Growing older I realized that as a child I was not reassembling but re-purposing, taking a toy, breaking it apart and making a new toy with the pieces and in doing so revealing hidden possibilities for that toy. Everything I played with became building blocks for other re-imagined toys, everything had a hidden nature waiting to be explored, things didn't have to be the only thing they were designed to be.
Growing even older and taller, my interest in re-using tools increased. I began experimenting with Cutlery, developing my own technique of connecting the various shapes of spoons and forks, making them the building blocks for my sculptures. All the while the same questions kept popping back, "why would anything be just the thing it was designed to be ?", or "if something is designated a purpose, a tool, for example, are his other characteristics suppressed ?", "how can I free these objects from their limitations of designed functionality ?"
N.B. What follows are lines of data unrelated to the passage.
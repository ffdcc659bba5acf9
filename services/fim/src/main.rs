//! Composite FIM command-line tool.
//!
//! Reads a control table of `(reach_id, flow, boundary_condition)` rows,
//! resolves each row to a tile in a FIM library and composites the tiles
//! into one VRT, GTiff or COG with GDAL.

use std::path::PathBuf;
use std::process::ExitCode;

use anyhow::{Context, Result};
use clap::Parser;
use fim_common::{FimError, OutputFormat};
use gdal_tools::{GdalCli, GdalConfig, SystemToolAvailability};
use mosaic::{FimPipeline, FimRequest, MosaicOutput};
use tracing::{error, info, warn, Level};
use tracing_subscriber::FmtSubscriber;

const LAYOUT_HELP: &str = "\
Library layout:
  <library>/
    <reach_id>/
      domain.tif                       used with --with-domain
      z_<boundary_condition>/          '.' replaced by '_', e.g. z_53_5, z_nd
        f_<flow>.tif

The control file is a CSV with a header row followed by rows of
reach_id,flow,boundary_condition. Extra columns are ignored.

Library roots starting with /vsi (e.g. /vsis3/bucket/library) are passed to
GDAL as virtual filesystem paths. GTiff and COG outputs should be local paths.

Environment:
  FIM_LIBRARY          default for --lib
  GDALBUILDVRT_BIN     gdalbuildvrt program to run
  GDAL_TRANSLATE_BIN   gdal_translate program to run

Examples:
  fim --lib /data/library -c controls.csv -o fim.vrt
  fim --lib /vsis3/fim/library -c controls.csv --fmt COG -o fim.tif --with-domain";

#[derive(Parser, Debug)]
#[command(name = "fim")]
#[command(about = "Create a composite FIM from a control table and a FIM library")]
#[command(after_long_help = LAYOUT_HELP)]
struct Args {
    /// Root of the FIM library, local path or /vsi path
    #[arg(long = "lib", env = "FIM_LIBRARY")]
    library: String,

    /// Control table CSV
    #[arg(short, long)]
    controls: PathBuf,

    /// Output format: VRT, GTiff or COG
    #[arg(long, default_value = "VRT")]
    fmt: String,

    /// Output file path
    #[arg(short, long)]
    output: String,

    /// Composite each reach's domain.tif beneath the FIM tiles
    #[arg(long)]
    with_domain: bool,

    /// Deprecated, has no effect
    #[arg(long = "type")]
    fim_type: Option<String>,

    /// Log level
    #[arg(long, default_value = "info")]
    log_level: String,

    /// Emit logs as JSON
    #[arg(long)]
    log_json: bool,
}

fn parse_level(name: &str) -> Level {
    match name.to_lowercase().as_str() {
        "trace" => Level::TRACE,
        "debug" => Level::DEBUG,
        "info" => Level::INFO,
        "warn" => Level::WARN,
        "error" => Level::ERROR,
        _ => Level::INFO,
    }
}

fn init_tracing(args: &Args) -> Result<()> {
    let builder = FmtSubscriber::builder()
        .with_max_level(parse_level(&args.log_level))
        .with_target(true)
        .with_writer(std::io::stderr);

    if args.log_json {
        tracing::subscriber::set_global_default(builder.json().finish())?;
    } else {
        tracing::subscriber::set_global_default(builder.finish())?;
    }
    Ok(())
}

/// Error kind for log fields; failures outside the pipeline are "cli".
fn error_kind(err: &anyhow::Error) -> &'static str {
    err.downcast_ref::<FimError>()
        .map(FimError::kind)
        .unwrap_or("cli")
}

fn run(args: &Args) -> Result<MosaicOutput> {
    if let Some(fim_type) = &args.fim_type {
        warn!(fim_type = %fim_type, "--type is deprecated and ignored");
    }

    let format = OutputFormat::from_name(&args.fmt)?;
    let config = GdalConfig::from_env();
    info!(
        buildvrt = %config.buildvrt_bin,
        translate = %config.translate_bin,
        "GDAL tools"
    );

    let request = FimRequest {
        library: args.library.clone(),
        controls: args.controls.clone(),
        output: args.output.clone(),
        format,
        with_domain: args.with_domain,
    };

    FimPipeline::new(GdalCli::new(config), SystemToolAvailability)
        .run(&request)
        .with_context(|| format!("failed to create composite FIM at {}", args.output))
}

fn main() -> ExitCode {
    // Load environment from .env file if present
    dotenvy::dotenv().ok();

    let args = Args::parse();
    if let Err(e) = init_tracing(&args) {
        eprintln!("Error: {:#}", e);
        return ExitCode::FAILURE;
    }

    match run(&args) {
        Ok(output) => {
            println!("Composite FIM created at {}", output.path.display());
            ExitCode::SUCCESS
        }
        Err(e) => {
            error!(kind = error_kind(&e), error = %format!("{:#}", e), "Composite FIM failed");
            ExitCode::FAILURE
        }
    }
}
//! Composite FIM assembly.
//!
//! # Architecture
//!
//! ```text
//! FimRequest
//!      │
//!      ├─► ToolAvailability: gdalbuildvrt (+ gdal_translate unless VRT)
//!      │
//!      ├─► ControlTable::read ──► OrderedFileList::build
//!      │
//!      └─► MosaicAssembler
//!               │
//!               ├─► ListWritten    temp list file, one path per line
//!               ├─► MosaicBuilt    staged VRT next to the output
//!               └─► finalize       rename (VRT) or convert (GTiff/COG)
//! ```
//!
//! Temp artifacts are owned by the state values and removed when they drop,
//! on success and on every error path.

pub mod assembler;
pub mod pipeline;

pub use assembler::{MosaicAssembler, MosaicOutput};
pub use pipeline::{FimPipeline, FimRequest};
Growing even older and a bit thicker, I rekindled my long forgotten interest in exploring mechanisms, interfering with the way they work by taking them apart, maiming them and exposing their flaws.
Again, more questions arose, how is it that interfering with the way a machine works endows it with the semblance of a living creature? how can I create in the viewer a sense of empathy towards a machine?
My best guess is that being human is to advance, to get stuck on something and to overcome it, to improve, to continue..
A machine consists of several parts each with a definite function, and together performing a particular task , damaging these parts or its overall function creates a sense of identification in the viewer, he wants the machine to overcome its obstacle, to advance, to fulfill its purpose, to march on, a sense of empathy arises when it doesn't.